REQUIRED WORK: If a line of the material contains "matches", copy it.

PROVIDED DATA:
//! Single-pass segment extraction.

use tracing::debug;

use crate::domain::{RouteSegment, SegmentStop, StopRecord};

use super::matcher::matches;

/// Extract the stops from `departure` to `arrival` out of an ordered stop list.
///
/// Collection starts at the first stop matching `departure` and ends at the
/// first stop *at or after it* matching `arrival`; both ends are included and
/// indices are renumbered from 1. Scanning is forward-only, so an arrival match
/// before the departure is ignored.
///
/// Absence of a route is an empty segment, never an error:
/// - an empty stop list gives an empty segment;
/// - if no stop matches `departure`, the segment is empty.
///
/// If a stop matches both queries the segment is that single stop. If
/// `departure` matches but `arrival` never does afterwards, the segment runs
/// to the end of the list. This is best effort and the result is not flagged
/// as incomplete.
pub fn extract(stops: &[StopRecord], departure: &str, arrival: &str) -> RouteSegment {
    if stops.is_empty() {
        debug!(departure, arrival, "stop list empty");
        return RouteSegment::empty();
    }

    debug!(
        departure,
        arrival,
        total_stops = stops.len(),
        "extracting segment"
    );

    let mut result = Vec::new();
    let mut collecting = false;
    let mut index = 1;

    for stop in stops {
        if !collecting && matches(&stop.name, departure) {
            collecting = true;
        }

        if collecting {
            result.push(SegmentStop::from_record(index, stop));
            index += 1;

            if matches(&stop.name, arrival) {
                break;
            }
        }
    }

    debug!(
        departure,
        arrival,
        stations_found = result.len(),
        "segment extracted"
    );

    RouteSegment::new(result)
}

#[cfg(test)]
mod tests {
    use super::*;
    use proptest::prelude::*;

    fn stop(name: &str, arr: &str, dep: &str, dwell: u32) -> StopRecord {
        StopRecord {
            name: name.to_string(),
            arrival_time: (!arr.is_empty()).then(|| arr.to_string()),
            departure_time: (!dep.is_empty()).then(|| dep.to_string()),
            dwell_minutes: Some(dwell),
        }
    }

    fn names(segment: &RouteSegment) -> Vec<&str> {
        segment.iter().map(|s| s.station_name.as_str()).collect()
    }

    #[test]
    fn empty_stop_list_gives_empty_segment() {
        assert!(extract(&[], "москва", "санкт-петербург").is_empty());
        assert!(extract(&[], "", "").is_empty());
    }

    #[test]
    fn full_route_between_endpoints() {
        let stops = vec![
            stop("Moscow", "", "09:00", 0),
            stop("Tver", "11:00", "11:05", 5),
            stop("Saint Petersburg", "13:00", "", 0),
        ];

        let segment = extract(&stops, "moscow", "saint petersburg");

        assert_eq!(
            segment.stops(),
            &[
                SegmentStop {
                    index: 1,
                    station_name: "Moscow".into(),
                    arrival_time: "".into(),
                    departure_time: "09:00".into(),
                    dwell_minutes: 0,
                },
                SegmentStop {
                    index: 2,
                    station_name: "Tver".into(),
                    arrival_time: "11:00".into(),
                    departure_time: "11:05".into(),
                    dwell_minutes: 5,
                },
                SegmentStop {
                    index: 3,
                    station_name: "Saint Petersburg".into(),
                    arrival_time: "13:00".into(),
                    departure_time: "".into(),
                    dwell_minutes: 0,
                },
            ]
        );
    }

    #[test]
    fn cyrillic_route_keeps_original_casing() {
        let stops = vec![
            stop("МОСКВА", "", "09:00", 0),
            stop("ТВЕРь", "11:00", "11:05", 5),
            stop("САНКТ-ПЕТЕРБУРГ", "13:00", "", 0),
        ];

        let segment = extract(&stops, "москва", "санкт-петербург");

        assert_eq!(names(&segment), ["МОСКВА", "ТВЕРь", "САНКТ-ПЕТЕРБУРГ"]);
        assert_eq!(segment.stops()[1].index, 2);
    }

    #[test]
    fn excludes_stops_before_departure() {
        let stops = vec![
            stop("Нижний Новгород", "", "", 0),
            stop("Владимир", "", "", 0),
            stop("Москва", "", "09:00", 0),
            stop("Санкт-Петербург", "13:00", "", 0),
        ];

        let segment = extract(&stops, "москва", "санкт-петербург");

        assert_eq!(names(&segment), ["Москва", "Санкт-Петербург"]);
        assert_eq!(segment.stops()[0].index, 1);
        assert_eq!(segment.stops()[1].index, 2);
    }

    #[test]
    fn excludes_stops_after_arrival() {
        let stops = vec![
            stop("Москва", "", "", 0),
            stop("Санкт-Петербург", "", "", 0),
            stop("Выборг", "", "", 0),
        ];

        let segment = extract(&stops, "москва", "Санкт-Петербург");

        assert_eq!(names(&segment), ["Москва", "Санкт-Петербург"]);
    }

    #[test]
    fn stops_at_first_arrival_match() {
        let stops = vec![
            stop("A", "", "", 0),
            stop("Тверь", "", "", 0),
            stop("X", "", "", 0),
            stop("Тверь 2", "", "", 0),
        ];

        let segment = extract(&stops, "a", "тверь");

        assert_eq!(names(&segment), ["A", "Тверь"]);
    }

    #[test]
    fn departure_not_found_gives_empty_segment() {
        let stops = vec![stop("Омск", "", "", 0), stop("Санкт-Петербург", "", "", 0)];

        assert!(extract(&stops, "москва", "санкт-петербург").is_empty());
    }

    #[test]
    fn arrival_before_departure_is_ignored() {
        let stops = vec![
            stop("Санкт-Петербург", "", "", 0),
            stop("Тверь", "", "", 0),
            stop("Москва", "", "", 0),
            stop("Владимир", "", "", 0),
        ];

        let segment = extract(&stops, "москва", "санкт-петербург");

        // Arrival never seen after departure, so the segment runs to the end
        assert_eq!(names(&segment), ["Москва", "Владимир"]);
    }

    #[test]
    fn missing_arrival_runs_to_end_of_list() {
        let stops = vec![
            stop("Москва", "", "09:00", 0),
            stop("Тверь", "11:00", "11:05", 5),
            stop("Бологое", "12:00", "12:02", 2),
        ];

        let segment = extract(&stops, "москва", "санкт-петербург");

        assert_eq!(segment.len(), 3);
        assert_eq!(names(&segment), ["Москва", "Тверь", "Бологое"]);
    }

    #[test]
    fn stop_matching_both_queries_is_single_element() {
        let stops = vec![
            stop("Тверь", "", "", 0),
            stop("Москва Пассажирская", "", "10:00", 0),
            stop("Санкт-Петербург", "", "", 0),
        ];

        // Both queries are substrings of the second stop
        let segment = extract(&stops, "москва", "пассажирская");

        assert_eq!(names(&segment), ["Москва Пассажирская"]);
    }

    #[test]
    fn first_departure_match_wins() {
        let stops = vec![
            stop("Омск", "", "", 0),
            stop("Нижний Омск", "", "", 0),
            stop("Москва", "", "", 0),
        ];

        let segment = extract(&stops, "омск", "москва");

        assert_eq!(names(&segment), ["Омск", "Нижний Омск", "Москва"]);
    }

    #[test]
    fn partial_name_matching() {
        let stops = vec![
            stop("МОСКВА ПАССАЖИРСКАЯ", "", "", 0),
            stop("САНКТ-ПЕТЕРБУРГ ГЛАВНЫЙ", "", "", 0),
        ];

        assert_eq!(extract(&stops, "москва", "санкт-петербург").len(), 2);
    }

    #[test]
    fn missing_fields_default() {
        let stops = vec![StopRecord::new("Москва"), StopRecord::new("Тверь")];

        let segment = extract(&stops, "москва", "тверь");

        for s in &segment {
            assert_eq!(s.arrival_time, "");
            assert_eq!(s.departure_time, "");
            assert_eq!(s.dwell_minutes, 0);
        }
    }

    /// Station names that never contain one another.
    fn station_name(i: usize) -> String {
        format!("<{i:03}>")
    }

    fn route(len: usize) -> Vec<StopRecord> {
        (0..len).map(|i| StopRecord::new(station_name(i))).collect()
    }

    proptest! {
        /// Departure absent from the list gives an empty segment
        #[test]
        fn unmatched_departure_is_empty(len in 0usize..30, arr in 0usize..30) {
            let stops = route(len);
            let segment = extract(&stops, "<999>", &station_name(arr));
            prop_assert!(segment.is_empty());
        }

        /// Departure at i and arrival at j >= i gives exactly stops i..=j
        #[test]
        fn segment_is_contiguous_slice(len in 1usize..30, a in 0usize..30, b in 0usize..30) {
            let i = a % len;
            let j = i + (b % (len - i));
            let stops = route(len);

            let segment = extract(&stops, &station_name(i), &station_name(j));

            prop_assert_eq!(segment.len(), j - i + 1);
            for (offset, s) in segment.iter().enumerate() {
                prop_assert_eq!(s.index as usize, offset + 1);
                prop_assert_eq!(&s.station_name, &stops[i + offset].name);
            }
        }

        /// Arrival only before departure runs to the end of the list
        #[test]
        fn arrival_behind_departure_runs_to_end(len in 2usize..30, a in 0usize..30, b in 0usize..30) {
            let i = 1 + a % (len - 1);
            let j = b % i;
            let stops = route(len);

            let segment = extract(&stops, &station_name(i), &station_name(j));

            prop_assert_eq!(segment.len(), len - i);
            prop_assert_eq!(&segment.stops()[0].station_name, &stops[i].name);
        }
    }
}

RESPONSE:
use super::matcher::matches;
/// - if no stop matches `departure`, the segment is empty.
/// If a stop matches both queries the segment is that single stop. If
/// `departure` matches but `arrival` never does afterwards, the segment runs
        if !collecting && matches(&stop.name, departure) {
            if matches(&stop.name, arrival) {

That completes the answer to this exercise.